# Ensamble models and comparisons

In [None]:
from sklearn.datasets import load_iris
from sklearn.model_selection import cross_val_score
from sklearn.tree import DecisionTreeClassifier
from sklearn.ensemble import RandomForestClassifier
from sklearn.neighbors import KNeighborsClassifier
from sklearn.ensemble import VotingClassifier
import plotly.graph_objects as go

In [None]:
iris_df = load_iris(as_frame=True).frame
iris_df

In [None]:
X, y = iris_df.drop("target", axis=1), iris_df["target"]

In [None]:
fig = go.Figure(
    [
        go.Scatter3d(
            x=iris_df['sepal length (cm)'], y=iris_df['sepal width (cm)'], z=iris_df['petal length (cm)'],
            mode='markers', marker=dict(size=iris_df['petal width (cm)'] * 5, color=iris_df['target'], colorscale='Viridis', showscale=True)
        )
    ])
fig.update_layout(template='plotly_dark')
fig.show()

In [None]:
dumb_tree_classifier = DecisionTreeClassifier(max_depth=1)
tree_classifier = DecisionTreeClassifier()
forest_classifier = RandomForestClassifier(n_estimators=50, max_depth=1)
knn_classifier = KNeighborsClassifier()
voting_classifier = VotingClassifier(
    estimators=[(f"tree_{i}", DecisionTreeClassifier(max_depth=1)) for i in range(50)]
)

In [None]:
for clf, label in zip([dumb_tree_classifier, tree_classifier, forest_classifier, knn_classifier, voting_classifier], ['Dumb tree classifier', 'Decision Tree', 'Random Forest', 'KNN', 'Dumb tree ensamble']):
    scores = cross_val_score(clf, X, y, scoring='accuracy', cv=5)
    print("Accuracy: %0.3f (+/- %0.2f) [%s]" % (scores.mean(), scores.std(), label))
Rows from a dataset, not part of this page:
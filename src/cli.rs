use clap::Parser;

use crate::algos::Algorithm;
use crate::utils::{SIZE_DEFAULT, SPEED_DEFAULT};

// Build version with target info
const VERSION_INFO: &str = const_format::concatcp!(
    env!("CARGO_PKG_VERSION"), "\n",
    "Target: ", std::env::consts::ARCH, "-", std::env::consts::OS
);

/// Sorting algorithm visualizer
#[derive(Parser, Debug)]
#[command(author, version = VERSION_INFO, about, long_about = None)]
pub struct Args {
    /// Algorithm to run
    #[arg(value_enum, default_value = "bubble")]
    pub algo: Algorithm,

    /// Number of elements to sort (clamped to 5..=150)
    #[arg(short = 'n', long = "size", value_name = "N", default_value_t = SIZE_DEFAULT)]
    pub size: usize,

    /// Playback speed (clamped to 1..=150; higher is faster)
    #[arg(short = 's', long = "speed", value_name = "SPEED", default_value_t = SPEED_DEFAULT)]
    pub speed: u32,

    /// Seed for the array generator (random when omitted)
    #[arg(long = "seed", value_name = "SEED")]
    pub seed: Option<u64>,

    /// Dump the full step sequence as JSON lines instead of playing
    #[arg(short = 'd', long = "dump")]
    pub dump: bool,

    /// List available algorithms and exit
    #[arg(short = 'L', long = "list")]
    pub list: bool,

    /// Increase logging verbosity (default: warn, -v: info, -vv: debug, -vvv+: trace)
    #[arg(short = 'v', long = "verbose", action = clap::ArgAction::Count)]
    pub verbosity: u8,
}
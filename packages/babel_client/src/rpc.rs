//! RPC engine: header attachment, authenticated POST, decode and status check.

use std::fmt;
use std::sync::Arc;

use tracing::{debug, warn};

use crate::codec::{self, StructuredList};
use crate::config::ClientConfig;
use crate::cookies::{self, Cookies};
use crate::error::{ClientError, NetworkError, STATUS_UNAVAILABLE};
use crate::http::{FetchRequest, FetchResponse, HttpFetch};
use crate::ids::{IdSource, RandomIds};
use crate::schema::ApiResponse;
use crate::session::{RequestHeader, SharedSession};

/// Content type of structured-list request bodies.
pub const PROTOBUF_JSON: &str = "application/json+protobuf";

/// Authenticated access to the chat API.
///
/// Cloning is cheap; clones share cookies, transport, id source and session.
#[derive(Clone)]
pub struct ChatApi {
    cookies: Arc<Cookies>,
    http: Arc<dyn HttpFetch>,
    ids: Arc<dyn IdSource>,
    session: SharedSession,
    api_base_url: String,
    origin_url: String,
    pub(crate) upload_url: String,
}

impl fmt::Debug for ChatApi {
    fn fmt(&self, f: &mut fmt::Formatter<'_>) -> fmt::Result {
        f.debug_struct("ChatApi")
            .field("api_base_url", &self.api_base_url)
            .field("origin_url", &self.origin_url)
            .finish_non_exhaustive()
    }
}

impl ChatApi {
    pub fn new(
        cookies: Cookies,
        http: Arc<dyn HttpFetch>,
        session: SharedSession,
        config: &ClientConfig,
    ) -> Self {
        Self {
            cookies: Arc::new(cookies),
            http,
            ids: Arc::new(RandomIds),
            session,
            api_base_url: config.api_base_url.trim_end_matches('/').to_string(),
            origin_url: config.origin_url.clone(),
            upload_url: config.upload_url.clone(),
        }
    }

    /// Replace the source of client-generated ids.
    pub fn with_id_source(mut self, ids: Arc<dyn IdSource>) -> Self {
        self.ids = ids;
        self
    }

    pub fn session(&self) -> &SharedSession {
        &self.session
    }

    /// Header snapshot for a request being built now.
    pub async fn request_header(&self) -> RequestHeader {
        self.session.lock().await.request_header()
    }

    pub fn client_generated_id(&self) -> u64 {
        self.ids.next_id()
    }

    /// Send a structured-list request and decode its status-checked response.
    pub async fn request<Req, Resp>(
        &self,
        endpoint: &str,
        request: &Req,
    ) -> Result<Resp, ClientError>
    where
        Req: StructuredList + ?Sized,
        Resp: ApiResponse,
    {
        let url = format!("{}/{}", self.api_base_url, endpoint);
        let body = serde_json::to_vec(&request.encode()).map_err(|e| {
            NetworkError::transport(STATUS_UNAVAILABLE, format!("cannot encode {endpoint}"), e)
        })?;
        debug!(endpoint = %endpoint, bytes = body.len(), "sending request");

        let res = self.base_request(&url, PROTOBUF_JSON, "protojson", body).await?;

        let response = codec::parse_body(&res.body)
            .and_then(|value| Resp::decode_container(&value))
            .map_err(|e| NetworkError::malformed(endpoint, e))?;

        let header = response.response_header();
        if !header.is_ok() {
            let description = header.error_description.clone().unwrap_or_default();
            warn!(
                endpoint = %endpoint,
                status = header.status,
                description = %description,
                "request rejected"
            );
            return Err(NetworkError::status(header.status, description).into());
        }
        debug!(endpoint = %endpoint, "request succeeded");
        Ok(response)
    }

    /// Generic authenticated POST.
    ///
    /// `response_type` selects the reply representation (`json` or `protojson`).
    /// Missing cookies fail here, before anything reaches the transport.
    pub async fn base_request(
        &self,
        url: &str,
        content_type: &str,
        response_type: &str,
        body: Vec<u8>,
    ) -> Result<FetchResponse, ClientError> {
        let sapisid = self.cookies.get("SAPISID")?;
        let cookies = self.cookies.required()?;

        let now_ms = chrono::Utc::now().timestamp_millis();
        let mut headers = cookies::authorization_headers(sapisid, &self.origin_url, now_ms);
        headers.push(("content-type".to_string(), content_type.to_string()));

        let request = FetchRequest {
            url: url.to_string(),
            headers,
            cookies,
            params: vec![("alt".to_string(), response_type.to_string())],
            body,
        };
        self.http
            .post(request)
            .await
            .map_err(|e| ClientError::Network(e.into()))
    }
}
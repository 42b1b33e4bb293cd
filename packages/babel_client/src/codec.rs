//! Positional structured-list encoding used by request bodies and event batches.
//!
//! A message is a JSON array where field number `n` sits at index `n - 1`.
//! Absent fields are `null`, nested messages are nested arrays and repeated
//! fields are arrays. When the last element of an array is an object, its
//! decimal-string keys carry further field numbers.
//!
//! Containers (event batches, RPC responses) start with a type discriminator
//! such as `"cbu"`; decode them with [`FromStructuredList::decode_container`].

use serde_json::{Map, Value};

/// Prefix the server puts in front of JSON bodies to defeat script inclusion.
const ANTI_HIJACK_PREFIX: &str = ")]}'";

#[derive(Debug, thiserror::Error)]
pub enum DecodeError {
    #[error("expected a list, found {0}")]
    NotAList(&'static str),

    #[error("field {field}: expected {expected}")]
    WrongType {
        field: usize,
        expected: &'static str,
    },

    #[error("invalid JSON: {0}")]
    Json(#[from] serde_json::Error),

    #[error("body is not UTF-8: {0}")]
    Utf8(#[from] std::str::Utf8Error),
}

/// A message that can be written in structured-list form.
pub trait StructuredList {
    fn to_fields(&self) -> FieldList;

    fn encode(&self) -> Value {
        self.to_fields().into_value()
    }
}

/// A message that can be read back from structured-list form.
pub trait FromStructuredList: Sized {
    fn from_fields(fields: &Fields<'_>) -> Result<Self, DecodeError>;

    fn decode(value: &Value) -> Result<Self, DecodeError> {
        Self::from_fields(&Fields::new(value)?)
    }

    /// Decode a container, discarding its leading discriminator.
    fn decode_container(value: &Value) -> Result<Self, DecodeError> {
        Self::from_fields(&Fields::skip_first(value)?)
    }
}

/// Builder for the positional form of one message.
#[derive(Debug, Clone, Default, PartialEq)]
pub struct FieldList {
    items: Vec<Value>,
}

impl FieldList {
    pub fn new() -> Self {
        Self::default()
    }

    pub fn set(mut self, number: usize, value: impl Into<Value>) -> Self {
        debug_assert!(number > 0, "field numbers start at 1");
        let index = number.saturating_sub(1);
        if self.items.len() <= index {
            self.items.resize(index + 1, Value::Null);
        }
        self.items[index] = value.into();
        self
    }

    pub fn set_opt<V: Into<Value>>(self, number: usize, value: Option<V>) -> Self {
        match value {
            Some(value) => self.set(number, value),
            None => self,
        }
    }

    pub fn message<M: StructuredList + ?Sized>(self, number: usize, message: &M) -> Self {
        self.set(number, message.encode())
    }

    pub fn message_opt<M: StructuredList>(self, number: usize, message: Option<&M>) -> Self {
        match message {
            Some(message) => self.message(number, message),
            None => self,
        }
    }

    /// Repeated message field. Empty collections leave the slot absent.
    pub fn repeated<'a, M, I>(self, number: usize, messages: I) -> Self
    where
        M: StructuredList + 'a,
        I: IntoIterator<Item = &'a M>,
    {
        let encoded: Vec<Value> = messages.into_iter().map(StructuredList::encode).collect();
        if encoded.is_empty() {
            self
        } else {
            self.set(number, Value::Array(encoded))
        }
    }

    pub fn into_value(mut self) -> Value {
        while matches!(self.items.last(), Some(Value::Null)) {
            self.items.pop();
        }
        Value::Array(self.items)
    }
}

impl StructuredList for FieldList {
    fn to_fields(&self) -> FieldList {
        self.clone()
    }
}

/// Read-only view over the fields of one decoded message.
#[derive(Debug, Clone, Copy)]
pub struct Fields<'a> {
    items: &'a [Value],
    extension: Option<&'a Map<String, Value>>,
}

impl<'a> Fields<'a> {
    pub fn new(value: &'a Value) -> Result<Self, DecodeError> {
        Ok(Self::from_items(as_list(value)?))
    }

    pub fn skip_first(value: &'a Value) -> Result<Self, DecodeError> {
        let items = as_list(value)?;
        Ok(Self::from_items(items.get(1..).unwrap_or_default()))
    }

    fn from_items(items: &'a [Value]) -> Self {
        match items.split_last() {
            Some((Value::Object(extension), rest)) => Self {
                items: rest,
                extension: Some(extension),
            },
            _ => Self {
                items,
                extension: None,
            },
        }
    }

    /// The raw value of a field; `null` counts as absent.
    pub fn get(&self, number: usize) -> Option<&'a Value> {
        let positional = number
            .checked_sub(1)
            .and_then(|index| self.items.get(index))
            .filter(|value| !value.is_null());
        positional.or_else(|| {
            self.extension
                .and_then(|extension| extension.get(&number.to_string()))
                .filter(|value| !value.is_null())
        })
    }

    pub fn string(&self, number: usize) -> Result<Option<String>, DecodeError> {
        match self.get(number) {
            None => Ok(None),
            Some(Value::String(s)) => Ok(Some(s.clone())),
            Some(_) => Err(wrong_type(number, "string")),
        }
    }

    /// Integer field; 64-bit values may arrive as decimal strings.
    pub fn int(&self, number: usize) -> Result<Option<i64>, DecodeError> {
        match self.get(number) {
            None => Ok(None),
            Some(Value::Number(n)) => n
                .as_i64()
                .or_else(|| n.as_u64().and_then(|u| i64::try_from(u).ok()))
                .map(Some)
                .ok_or_else(|| wrong_type(number, "integer")),
            Some(Value::String(s)) => s
                .parse()
                .map(Some)
                .map_err(|_| wrong_type(number, "integer")),
            Some(_) => Err(wrong_type(number, "integer")),
        }
    }

    pub fn bool(&self, number: usize) -> Result<Option<bool>, DecodeError> {
        match self.get(number) {
            None => Ok(None),
            Some(Value::Bool(b)) => Ok(Some(*b)),
            Some(Value::Number(n)) => Ok(Some(n.as_i64() != Some(0))),
            Some(_) => Err(wrong_type(number, "boolean")),
        }
    }

    pub fn message<T: FromStructuredList>(&self, number: usize) -> Result<Option<T>, DecodeError> {
        self.get(number).map(T::decode).transpose()
    }

    pub fn repeated<T: FromStructuredList>(&self, number: usize) -> Result<Vec<T>, DecodeError> {
        match self.get(number) {
            None => Ok(Vec::new()),
            Some(Value::Array(items)) => items.iter().map(T::decode).collect(),
            Some(_) => Err(wrong_type(number, "repeated message")),
        }
    }

    pub fn strings(&self, number: usize) -> Result<Vec<String>, DecodeError> {
        match self.get(number) {
            None => Ok(Vec::new()),
            Some(Value::Array(items)) => items
                .iter()
                .map(|item| {
                    item.as_str()
                        .map(str::to_owned)
                        .ok_or_else(|| wrong_type(number, "repeated string"))
                })
                .collect(),
            Some(_) => Err(wrong_type(number, "repeated string")),
        }
    }

    /// All positional items, for passing a message through opaquely.
    pub fn to_vec(&self) -> Vec<Value> {
        let mut items = self.items.to_vec();
        if let Some(extension) = self.extension {
            items.push(Value::Object(extension.clone()));
        }
        items
    }
}

fn as_list(value: &Value) -> Result<&[Value], DecodeError> {
    match value {
        Value::Array(items) => Ok(items),
        Value::Null => Err(DecodeError::NotAList("null")),
        Value::Bool(_) => Err(DecodeError::NotAList("a boolean")),
        Value::Number(_) => Err(DecodeError::NotAList("a number")),
        Value::String(_) => Err(DecodeError::NotAList("a string")),
        Value::Object(_) => Err(DecodeError::NotAList("an object")),
    }
}

fn wrong_type(field: usize, expected: &'static str) -> DecodeError {
    DecodeError::WrongType { field, expected }
}

/// Parse a response body into JSON.
///
/// Strips the anti-hijacking prefix and accepts elided array slots
/// (`[1,,3]`), which the server emits for absent fields.
pub fn parse_body(body: &[u8]) -> Result<Value, DecodeError> {
    let text = std::str::from_utf8(body)?.trim_start();
    let text = text.strip_prefix(ANTI_HIJACK_PREFIX).unwrap_or(text);
    match serde_json::from_str(text) {
        Ok(value) => Ok(value),
        Err(first) => serde_json::from_str(&fill_elisions(text)).map_err(|_| first.into()),
    }
}

#[derive(Clone, Copy, PartialEq, Eq)]
enum Last {
    Open,
    Comma,
    Other,
}

/// Insert `null` into elided array slots outside of string literals.
fn fill_elisions(text: &str) -> String {
    let mut out = String::with_capacity(text.len() + 16);
    let mut in_string = false;
    let mut escaped = false;
    let mut last = Last::Other;

    for c in text.chars() {
        if in_string {
            if escaped {
                escaped = false;
            } else if c == '\\' {
                escaped = true;
            } else if c == '"' {
                in_string = false;
            }
            out.push(c);
            continue;
        }
        match c {
            '"' => {
                in_string = true;
                last = Last::Other;
            }
            '[' => last = Last::Open,
            ',' => {
                if last != Last::Other {
                    out.push_str("null");
                }
                last = Last::Comma;
            }
            ']' => {
                if last == Last::Comma {
                    out.push_str("null");
                }
                last = Last::Other;
            }
            c if c.is_whitespace() => {}
            _ => last = Last::Other,
        }
        out.push(c);
    }
    out
}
# DBScan for clustering and comparisons

In [None]:
from sklearn.datasets import make_circles, make_blobs
from sklearn.preprocessing import StandardScaler
from sklearn.cluster import DBSCAN, KMeans
import plotly.graph_objects as go
from plotly.subplots import make_subplots

In [None]:
circles = make_circles(n_samples=1500, factor=0.5, noise=0.05)
blobs = make_blobs(n_samples=1500, cluster_std=[1.0, 2.5, 0.5])

In [None]:
X, y = circles
X_scaled = StandardScaler().fit_transform(X)
dbscan_circle_results = DBSCAN(eps=0.3).fit_predict(X_scaled)
kmeans_circle_results = KMeans(n_clusters=2).fit_predict(X_scaled)

In [None]:
X2, y2 = blobs
X_scaled = StandardScaler().fit_transform(X2)
dbscan_blob_results = DBSCAN(eps=0.3).fit_predict(X_scaled)
kmeans_blob_results = KMeans(n_clusters=3).fit_predict(X_scaled)

In [None]:
fig = make_subplots(rows=2, cols=2, subplot_titles=('DBSCAN', 'KMeans'))
fig.add_trace(
    go.Scatter(x=X[:, 0], y=X[:, 1], mode="markers", name="DBSCAN circles", marker=dict(color=dbscan_circle_results)),
    row=1, col=1
)
fig.add_trace(
    go.Scatter(x=X[:, 0], y=X[:, 1], mode="markers", name="KMeans circles", marker=dict(color=kmeans_circle_results)),
    row=1, col=2
)
fig.add_trace(
    go.Scatter(x=X2[:, 0], y=X2[:, 1], mode="markers", name="DBSCAN blobs", marker=dict(color=dbscan_blob_results)),
    row=2, col=1
)
fig.add_trace(
    go.Scatter(x=X2[:, 0], y=X2[:, 1], mode="markers", name="KMeans blobs", marker=dict(color=kmeans_blob_results)),
    row=2, col=2
)
fig.update_layout(height=800, width=800, template='plotly_dark')
fig.show()

## Task:
Try to formulate your own machine learning task from an existing project.
1. What data is available?
2. What could be predicted from this data? And how much value could such a prediction bring?
3. What demands are there for privacy, security and interpretability?
4. Is the task an instance of supervised or unsupervised learning? Is the task classification, regression or clustering?
5. What type of machine learning model could solve this? e.g. try to search online or use a [sklearns flowchart](https://scikit-learn.org/stable/tutorial/machine_learning_map/index.html)